*** Source information ***

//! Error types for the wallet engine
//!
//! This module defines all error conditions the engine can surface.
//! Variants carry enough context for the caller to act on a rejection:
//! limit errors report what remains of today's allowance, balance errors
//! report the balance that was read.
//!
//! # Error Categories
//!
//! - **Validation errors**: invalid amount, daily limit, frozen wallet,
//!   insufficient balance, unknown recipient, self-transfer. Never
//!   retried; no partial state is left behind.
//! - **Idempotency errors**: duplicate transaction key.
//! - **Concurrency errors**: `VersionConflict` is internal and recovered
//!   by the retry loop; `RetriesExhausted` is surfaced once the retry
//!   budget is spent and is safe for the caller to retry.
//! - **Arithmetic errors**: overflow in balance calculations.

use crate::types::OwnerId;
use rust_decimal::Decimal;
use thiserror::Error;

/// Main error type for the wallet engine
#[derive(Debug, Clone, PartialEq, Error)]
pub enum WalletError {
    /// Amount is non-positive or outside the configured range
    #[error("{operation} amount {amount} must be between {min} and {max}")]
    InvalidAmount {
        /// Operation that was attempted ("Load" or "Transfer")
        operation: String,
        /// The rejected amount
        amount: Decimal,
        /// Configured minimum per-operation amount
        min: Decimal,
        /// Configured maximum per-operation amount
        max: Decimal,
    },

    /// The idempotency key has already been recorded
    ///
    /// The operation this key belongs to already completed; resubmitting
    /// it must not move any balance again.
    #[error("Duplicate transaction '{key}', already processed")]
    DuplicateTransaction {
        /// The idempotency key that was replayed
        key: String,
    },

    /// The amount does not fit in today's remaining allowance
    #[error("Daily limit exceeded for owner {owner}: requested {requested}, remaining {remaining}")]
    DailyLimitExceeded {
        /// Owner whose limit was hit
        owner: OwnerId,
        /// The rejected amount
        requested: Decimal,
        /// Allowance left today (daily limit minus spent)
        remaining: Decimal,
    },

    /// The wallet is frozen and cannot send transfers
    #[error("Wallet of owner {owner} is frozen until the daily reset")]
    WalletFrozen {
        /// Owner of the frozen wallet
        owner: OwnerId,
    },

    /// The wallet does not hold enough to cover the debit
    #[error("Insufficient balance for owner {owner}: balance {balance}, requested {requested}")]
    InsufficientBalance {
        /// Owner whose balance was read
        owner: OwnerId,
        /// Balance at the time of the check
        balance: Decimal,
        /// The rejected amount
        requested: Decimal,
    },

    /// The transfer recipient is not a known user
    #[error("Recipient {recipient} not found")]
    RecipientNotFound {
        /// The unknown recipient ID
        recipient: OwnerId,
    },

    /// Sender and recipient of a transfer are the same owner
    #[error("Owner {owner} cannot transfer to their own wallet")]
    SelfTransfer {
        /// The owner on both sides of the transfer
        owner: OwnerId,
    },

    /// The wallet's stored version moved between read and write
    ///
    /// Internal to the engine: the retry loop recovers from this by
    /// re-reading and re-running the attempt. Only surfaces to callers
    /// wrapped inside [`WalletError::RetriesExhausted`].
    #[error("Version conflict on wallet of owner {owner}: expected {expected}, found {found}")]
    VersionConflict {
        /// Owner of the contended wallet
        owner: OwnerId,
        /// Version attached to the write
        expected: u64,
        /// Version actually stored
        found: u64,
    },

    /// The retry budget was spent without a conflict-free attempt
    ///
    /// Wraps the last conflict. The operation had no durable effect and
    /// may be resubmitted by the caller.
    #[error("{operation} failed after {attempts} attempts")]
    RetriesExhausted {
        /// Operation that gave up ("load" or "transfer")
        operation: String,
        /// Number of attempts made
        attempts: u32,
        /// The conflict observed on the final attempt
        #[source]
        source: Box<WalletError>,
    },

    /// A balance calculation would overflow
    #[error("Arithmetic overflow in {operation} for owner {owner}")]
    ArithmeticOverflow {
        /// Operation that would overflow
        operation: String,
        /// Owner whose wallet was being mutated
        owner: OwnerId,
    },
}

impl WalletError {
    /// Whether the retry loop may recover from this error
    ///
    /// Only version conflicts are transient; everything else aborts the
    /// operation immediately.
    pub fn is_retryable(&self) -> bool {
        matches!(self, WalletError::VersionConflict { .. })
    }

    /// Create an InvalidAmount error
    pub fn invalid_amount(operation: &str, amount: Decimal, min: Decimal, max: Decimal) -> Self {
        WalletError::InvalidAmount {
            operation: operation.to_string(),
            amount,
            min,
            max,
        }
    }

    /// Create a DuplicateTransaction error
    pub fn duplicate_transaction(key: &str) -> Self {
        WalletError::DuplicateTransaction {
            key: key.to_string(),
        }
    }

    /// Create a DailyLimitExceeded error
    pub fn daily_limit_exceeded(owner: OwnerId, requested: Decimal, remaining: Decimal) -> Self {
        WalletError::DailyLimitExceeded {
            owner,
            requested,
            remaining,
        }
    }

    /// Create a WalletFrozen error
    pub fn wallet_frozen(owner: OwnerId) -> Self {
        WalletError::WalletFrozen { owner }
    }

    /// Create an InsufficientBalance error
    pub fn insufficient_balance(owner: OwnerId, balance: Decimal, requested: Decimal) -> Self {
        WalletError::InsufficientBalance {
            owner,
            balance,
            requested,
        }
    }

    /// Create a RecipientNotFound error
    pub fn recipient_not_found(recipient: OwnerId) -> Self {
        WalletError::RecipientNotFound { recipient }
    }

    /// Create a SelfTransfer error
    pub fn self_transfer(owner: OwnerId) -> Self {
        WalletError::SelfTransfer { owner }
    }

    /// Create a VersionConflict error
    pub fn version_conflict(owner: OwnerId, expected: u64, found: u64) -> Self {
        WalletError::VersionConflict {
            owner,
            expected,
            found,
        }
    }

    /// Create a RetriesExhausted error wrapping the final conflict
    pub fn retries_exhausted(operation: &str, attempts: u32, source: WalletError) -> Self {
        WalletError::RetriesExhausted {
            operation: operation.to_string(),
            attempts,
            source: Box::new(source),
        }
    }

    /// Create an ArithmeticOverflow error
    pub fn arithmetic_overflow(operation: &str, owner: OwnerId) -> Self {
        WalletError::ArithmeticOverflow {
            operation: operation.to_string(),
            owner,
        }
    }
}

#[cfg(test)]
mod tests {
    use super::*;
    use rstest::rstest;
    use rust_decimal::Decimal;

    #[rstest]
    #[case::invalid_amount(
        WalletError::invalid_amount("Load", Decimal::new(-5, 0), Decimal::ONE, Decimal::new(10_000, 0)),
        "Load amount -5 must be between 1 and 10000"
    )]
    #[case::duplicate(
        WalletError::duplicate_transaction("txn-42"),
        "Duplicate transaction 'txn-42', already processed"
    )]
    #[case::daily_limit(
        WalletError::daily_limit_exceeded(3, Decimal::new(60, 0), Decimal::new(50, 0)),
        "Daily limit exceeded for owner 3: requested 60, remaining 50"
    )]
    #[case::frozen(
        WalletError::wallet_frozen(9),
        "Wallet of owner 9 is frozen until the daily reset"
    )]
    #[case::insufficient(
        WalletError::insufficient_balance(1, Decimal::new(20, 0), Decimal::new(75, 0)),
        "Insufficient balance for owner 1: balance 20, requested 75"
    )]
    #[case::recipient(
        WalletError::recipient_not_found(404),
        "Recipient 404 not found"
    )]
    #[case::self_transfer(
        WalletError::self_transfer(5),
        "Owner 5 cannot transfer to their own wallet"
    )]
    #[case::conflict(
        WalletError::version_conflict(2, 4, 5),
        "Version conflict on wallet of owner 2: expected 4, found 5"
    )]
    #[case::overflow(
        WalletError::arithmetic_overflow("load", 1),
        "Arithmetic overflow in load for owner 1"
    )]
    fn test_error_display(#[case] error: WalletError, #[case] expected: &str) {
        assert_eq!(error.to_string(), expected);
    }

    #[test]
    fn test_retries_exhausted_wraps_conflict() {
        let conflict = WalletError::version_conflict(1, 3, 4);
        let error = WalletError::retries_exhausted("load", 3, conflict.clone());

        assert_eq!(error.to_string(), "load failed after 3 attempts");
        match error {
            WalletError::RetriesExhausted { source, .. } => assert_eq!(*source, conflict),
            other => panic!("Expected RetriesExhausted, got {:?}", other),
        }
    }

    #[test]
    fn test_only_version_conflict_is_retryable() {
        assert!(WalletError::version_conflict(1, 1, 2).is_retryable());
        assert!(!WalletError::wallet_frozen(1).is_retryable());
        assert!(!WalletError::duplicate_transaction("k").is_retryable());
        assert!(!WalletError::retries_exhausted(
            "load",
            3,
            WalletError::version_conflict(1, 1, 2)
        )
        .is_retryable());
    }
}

*** End of Source information ***
*** Source information ***

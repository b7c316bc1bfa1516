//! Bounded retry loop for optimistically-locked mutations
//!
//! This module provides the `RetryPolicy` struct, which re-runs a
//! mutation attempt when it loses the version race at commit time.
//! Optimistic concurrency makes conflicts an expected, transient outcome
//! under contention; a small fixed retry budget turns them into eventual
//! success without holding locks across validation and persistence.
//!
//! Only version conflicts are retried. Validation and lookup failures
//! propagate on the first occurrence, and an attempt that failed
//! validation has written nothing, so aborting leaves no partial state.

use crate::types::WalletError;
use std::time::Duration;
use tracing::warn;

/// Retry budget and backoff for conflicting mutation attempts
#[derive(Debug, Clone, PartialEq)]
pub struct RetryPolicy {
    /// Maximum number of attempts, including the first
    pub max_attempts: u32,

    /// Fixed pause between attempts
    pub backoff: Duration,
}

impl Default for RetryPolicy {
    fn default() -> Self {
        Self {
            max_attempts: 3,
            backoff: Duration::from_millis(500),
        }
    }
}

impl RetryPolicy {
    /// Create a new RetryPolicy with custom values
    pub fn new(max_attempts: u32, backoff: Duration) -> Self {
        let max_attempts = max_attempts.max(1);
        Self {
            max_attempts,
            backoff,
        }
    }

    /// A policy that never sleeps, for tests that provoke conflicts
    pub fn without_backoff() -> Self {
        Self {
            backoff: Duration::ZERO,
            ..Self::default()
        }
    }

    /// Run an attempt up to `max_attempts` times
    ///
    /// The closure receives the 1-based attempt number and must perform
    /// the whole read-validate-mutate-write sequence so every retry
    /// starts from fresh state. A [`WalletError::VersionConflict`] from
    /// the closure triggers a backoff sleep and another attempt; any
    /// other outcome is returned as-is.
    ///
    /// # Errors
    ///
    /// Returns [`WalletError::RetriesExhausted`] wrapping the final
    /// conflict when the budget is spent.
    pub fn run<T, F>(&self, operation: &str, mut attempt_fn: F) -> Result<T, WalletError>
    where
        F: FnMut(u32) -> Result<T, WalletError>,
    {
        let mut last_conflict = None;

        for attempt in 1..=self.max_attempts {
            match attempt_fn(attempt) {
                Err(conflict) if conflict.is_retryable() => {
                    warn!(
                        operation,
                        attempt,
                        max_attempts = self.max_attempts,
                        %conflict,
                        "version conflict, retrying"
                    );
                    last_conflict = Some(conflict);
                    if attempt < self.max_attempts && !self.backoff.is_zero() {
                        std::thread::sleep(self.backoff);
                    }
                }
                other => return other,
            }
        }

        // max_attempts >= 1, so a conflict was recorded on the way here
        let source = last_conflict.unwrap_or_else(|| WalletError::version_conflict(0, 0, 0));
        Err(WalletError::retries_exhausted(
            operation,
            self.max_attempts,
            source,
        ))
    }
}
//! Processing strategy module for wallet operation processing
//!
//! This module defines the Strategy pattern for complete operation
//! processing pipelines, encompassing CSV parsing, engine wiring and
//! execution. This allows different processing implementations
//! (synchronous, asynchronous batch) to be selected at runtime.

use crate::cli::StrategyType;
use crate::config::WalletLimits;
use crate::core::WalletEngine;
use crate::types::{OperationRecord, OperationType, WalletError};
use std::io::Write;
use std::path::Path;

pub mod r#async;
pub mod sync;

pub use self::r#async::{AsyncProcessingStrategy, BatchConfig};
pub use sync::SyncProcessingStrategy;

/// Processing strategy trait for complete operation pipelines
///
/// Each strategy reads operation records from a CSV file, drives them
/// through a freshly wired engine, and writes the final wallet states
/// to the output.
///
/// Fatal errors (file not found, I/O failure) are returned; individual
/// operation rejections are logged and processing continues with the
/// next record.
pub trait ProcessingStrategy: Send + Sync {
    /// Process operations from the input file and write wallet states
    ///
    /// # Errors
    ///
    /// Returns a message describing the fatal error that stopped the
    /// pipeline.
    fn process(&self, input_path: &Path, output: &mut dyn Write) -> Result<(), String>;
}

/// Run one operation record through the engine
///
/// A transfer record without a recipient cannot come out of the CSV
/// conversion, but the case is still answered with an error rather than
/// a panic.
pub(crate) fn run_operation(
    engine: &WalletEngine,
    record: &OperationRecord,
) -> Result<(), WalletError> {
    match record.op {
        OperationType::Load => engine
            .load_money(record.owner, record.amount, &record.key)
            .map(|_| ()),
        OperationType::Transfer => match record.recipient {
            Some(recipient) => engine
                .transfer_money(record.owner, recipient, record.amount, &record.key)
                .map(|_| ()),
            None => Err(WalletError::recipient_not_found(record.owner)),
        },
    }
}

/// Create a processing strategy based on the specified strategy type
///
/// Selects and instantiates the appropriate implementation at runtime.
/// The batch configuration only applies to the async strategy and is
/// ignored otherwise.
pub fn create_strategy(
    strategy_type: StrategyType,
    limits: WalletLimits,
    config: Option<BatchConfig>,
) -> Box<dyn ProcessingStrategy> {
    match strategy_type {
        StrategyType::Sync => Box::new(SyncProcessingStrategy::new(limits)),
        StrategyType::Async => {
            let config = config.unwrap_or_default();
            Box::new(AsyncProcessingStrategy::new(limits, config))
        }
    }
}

*** End of Source information ***

Exercise goal
Which lines of the data contain the word "RecipientNotFound"? Copy each one.

Your solution
    RecipientNotFound {
    /// Create a RecipientNotFound error
        WalletError::RecipientNotFound { recipient }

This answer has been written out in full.